So – How do you do that?
Picking what to use the scorecard for
Scorecards work best when there are more than one, so you can do comparisons and share learning. So pick a project where
• You have experience or other access to best practices
• Similar activities are done repeatedly
• There are milestones or periods that are natural times to make assessments
• You can do several assessments quickly to help you begin comparison and learning
• You are getting inconsistent results
• Getting consistent results would make you more successful
• You are willing to spend some time figuring it out.
Once you have decided on a project to apply Web-scorecard to, we recommend this approach. There are lots of other ways, but we like this one because it keeps the scope fairly narrow, and allows for a couple of tuning cycles.
1. Frame your "ideal" performance to match the umbrella business objectives.
2. Examine a representative set of sample business cases and identify best practices and gaps relative to the ideal (a consultant or group of peers can be very useful here)
3. Develop metrics that enable tracking of improvements relative to best practices and gaps. Borrow what you can from our sample library and adapti it to your needs.
4. Define the assessment process (who assesses and when)

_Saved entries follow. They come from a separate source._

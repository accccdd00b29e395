//! Layered configuration: TOML file defaults overridden by command-line flags.

use std::{
    fs,
    path::{Path, PathBuf},
    time::Duration,
};

use anyhow::{ensure, Context, Result as AnyResult};
use motion_maze_core::MazeDimensions;
use motion_maze_world::{EffectDurations, WorldConfig};
use serde::Deserialize;

/// File consulted when `--config` is not given; a missing file is not an error.
pub(crate) const DEFAULT_CONFIG_PATH: &str = "motion-maze.toml";

#[derive(Clone, Debug, Default, PartialEq, Deserialize)]
#[serde(default, deny_unknown_fields)]
pub(crate) struct Settings {
    pub(crate) game: GameSettings,
    pub(crate) effects: EffectSettings,
    pub(crate) sensor: SensorSettings,
    pub(crate) status: StatusSettings,
    pub(crate) actuator: ActuatorSettings,
}

#[derive(Clone, Debug, PartialEq, Eq, Deserialize)]
#[serde(default, deny_unknown_fields)]
pub(crate) struct GameSettings {
    pub(crate) seed: Option<u64>,
    pub(crate) tick_ms: u64,
    pub(crate) base_width: u32,
    pub(crate) base_height: u32,
    pub(crate) respect_walls: bool,
}

impl Default for GameSettings {
    fn default() -> Self {
        Self {
            seed: None,
            tick_ms: 16,
            base_width: 10,
            base_height: 10,
            respect_walls: false,
        }
    }
}

#[derive(Clone, Copy, Debug, PartialEq, Eq, Deserialize)]
#[serde(default, deny_unknown_fields)]
pub(crate) struct EffectSettings {
    pub(crate) haste_ms: u64,
    pub(crate) shield_ms: u64,
    pub(crate) slow_ms: u64,
}

impl Default for EffectSettings {
    fn default() -> Self {
        let durations = EffectDurations::default();
        Self {
            haste_ms: millis(durations.haste),
            shield_ms: millis(durations.shield),
            slow_ms: millis(durations.slow),
        }
    }
}

fn millis(duration: Duration) -> u64 {
    u64::try_from(duration.as_millis()).unwrap_or(u64::MAX)
}

#[derive(Clone, Copy, Debug, PartialEq, Deserialize)]
#[serde(default, deny_unknown_fields)]
pub(crate) struct SensorSettings {
    pub(crate) enabled: bool,
    pub(crate) interval_ms: u64,
    pub(crate) fire_chance: f64,
}

impl Default for SensorSettings {
    fn default() -> Self {
        Self {
            enabled: true,
            interval_ms: 500,
            fire_chance: 0.1,
        }
    }
}

#[derive(Clone, Copy, Debug, PartialEq, Eq, Deserialize)]
#[serde(default, deny_unknown_fields)]
pub(crate) struct StatusSettings {
    pub(crate) interval_secs: u64,
    pub(crate) json: bool,
}

impl Default for StatusSettings {
    fn default() -> Self {
        Self {
            interval_secs: 5,
            json: false,
        }
    }
}

#[derive(Clone, Debug, Default, PartialEq, Eq, Deserialize)]
#[serde(default, deny_unknown_fields)]
pub(crate) struct ActuatorSettings {
    /// Byte sink for panel commands; bytes are only logged when unset.
    pub(crate) device: Option<PathBuf>,
}

impl Settings {
    /// Loads settings from `path`, or from the default file when it exists.
    pub(crate) fn load(path: Option<&Path>) -> AnyResult<Self> {
        let (path, required) = match path {
            Some(path) => (path, true),
            None => (Path::new(DEFAULT_CONFIG_PATH), false),
        };
        if !required && !path.exists() {
            return Ok(Self::default());
        }

        let text = fs::read_to_string(path)
            .with_context(|| format!("failed to read config file {}", path.display()))?;
        Self::parse(&text).with_context(|| format!("invalid config file {}", path.display()))
    }

    /// Parses TOML text; absent keys keep their defaults.
    pub(crate) fn parse(text: &str) -> AnyResult<Self> {
        let settings: Self = toml::from_str(text)?;
        settings.validate()?;
        Ok(settings)
    }

    /// Rejects values the runtime cannot honour.
    pub(crate) fn validate(&self) -> AnyResult<()> {
        ensure!(self.game.tick_ms > 0, "game.tick_ms must be positive");
        ensure!(
            self.game.base_width >= 2 && self.game.base_height >= 2,
            "maze must be at least 2x2 (got {}x{})",
            self.game.base_width,
            self.game.base_height
        );
        ensure!(
            (0.0..=1.0).contains(&self.sensor.fire_chance),
            "sensor.fire_chance must lie in 0..=1 (got {})",
            self.sensor.fire_chance
        );
        ensure!(self.sensor.interval_ms > 0, "sensor.interval_ms must be positive");
        ensure!(self.status.interval_secs > 0, "status.interval_secs must be positive");
        Ok(())
    }

    pub(crate) fn tick_interval(&self) -> Duration {
        Duration::from_millis(self.game.tick_ms)
    }

    pub(crate) fn sensor_interval(&self) -> Duration {
        Duration::from_millis(self.sensor.interval_ms)
    }

    pub(crate) fn status_interval(&self) -> Duration {
        Duration::from_secs(self.status.interval_secs)
    }

    /// World construction parameters for the resolved seed.
    pub(crate) fn world_config(&self, seed: u64) -> WorldConfig {
        WorldConfig::new(seed)
            .with_base_dimensions(MazeDimensions::new(
                self.game.base_width,
                self.game.base_height,
            ))
            .with_respect_walls(self.game.respect_walls)
            .with_durations(EffectDurations {
                haste: Duration::from_millis(self.effects.haste_ms),
                shield: Duration::from_millis(self.effects.shield_ms),
                slow: Duration::from_millis(self.effects.slow_ms),
            })
    }
}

5. Create the first draft template (this may take a couple of review cycles)
6. Load it into Web-Scorecard (this only takes a few minutes)
7. Test the system with a sample of real-world cases you are familiar with.
8. Look at the results. At this time, you may find that the performance levels need tuning, or some measures are hard to get data for. Be prepared to make adjustments.
9. Update the template and check against the data again. This time you are probably good to go. Remember, you can modify measures over time. Web-Scorecard makes it easy to generate flexible measurement systems, so take advantage of it.
10. Share your template back to the library to help others. Thanks!